Cloth, dye, sweat and millions upon millions of bacteria.

Michael Meister 03-01-2006 02:49 AM

Re: What's in a belt?
 
Quote:

Tarik Ghbeish wrote:
Funny.. I was going to say cotton when I saw your question.

Tarik

My first thought either. And quite appropriate for a piece of clothing.

We do have colored belts: red (unranked beginners), white, yellow, orange, green, blue, brown, black (shodan ;) )... and I've seen a number of 6. Dans wearing red/white striped belts under their hakamas.
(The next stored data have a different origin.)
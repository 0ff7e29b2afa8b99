use std::path::{Path, PathBuf};

/// Launcher-owned folder inside the install root. The engine must never touch it.
pub const LAUNCHER_CONFIG_DIR: &str = "launcher_config";

const SETTINGS_FILE: &str = "settings.json";
const MODS_DIR: &str = "mods";

/// Filesystem layout of one game installation.
#[derive(Debug, Clone)]
pub struct GamePaths {
    install_root: PathBuf,
}

impl GamePaths {
    /// `<app_data_root>/.<data_directory>`, or without the dot on macOS.
    pub fn new(app_data_root: &Path, data_directory: &str) -> Self {
        let folder = if cfg!(target_os = "macos") {
            data_directory.to_string()
        } else {
            format!(".{}", data_directory)
        };

        Self {
            install_root: app_data_root.join(folder),
        }
    }

    /// Layout rooted at the platform application-data directory.
    pub fn from_platform(data_directory: &str) -> Self {
        Self::new(&default_app_data_root(), data_directory)
    }

    pub fn from_install_root(install_root: &Path) -> Self {
        Self {
            install_root: install_root.to_path_buf(),
        }
    }

    pub fn install_root(&self) -> &Path {
        &self.install_root
    }

    pub fn mods_dir(&self) -> PathBuf {
        self.install_root.join(MODS_DIR)
    }

    pub fn launcher_config_dir(&self) -> PathBuf {
        self.install_root.join(LAUNCHER_CONFIG_DIR)
    }

    pub fn settings_file(&self) -> PathBuf {
        self.launcher_config_dir().join(SETTINGS_FILE)
    }
}

pub fn default_app_data_root() -> PathBuf {
    dirs::data_dir().unwrap_or_else(|| PathBuf::from("."))
}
Ron Tisdale 03-01-2006 07:56 AM

Re: What's in a belt?
 
Quote:

if a school Does have a colored belt system and somebody decided they want to wear their white belt I feel it is a pretension of humility and I find this type of person extremely arrogant and inconsiderate in their partnering, in general.
Hmm, I haven't noticed that in the people I've seen doing it. They get on the mat and train like everyone else. There is also a custom in our dojo that if you've been off the mat for a while you wear a white belt (even if yudansha) until you feel up to snuff again. I wear a white belt when I train at Daito ryu seminars and some others...I also used to wear a white belt at our saturday morning basics class (the tradition there was mudansha all wear white, but I was fairly new to training at the hombu full time, and didn't want any misunderstandings to arise).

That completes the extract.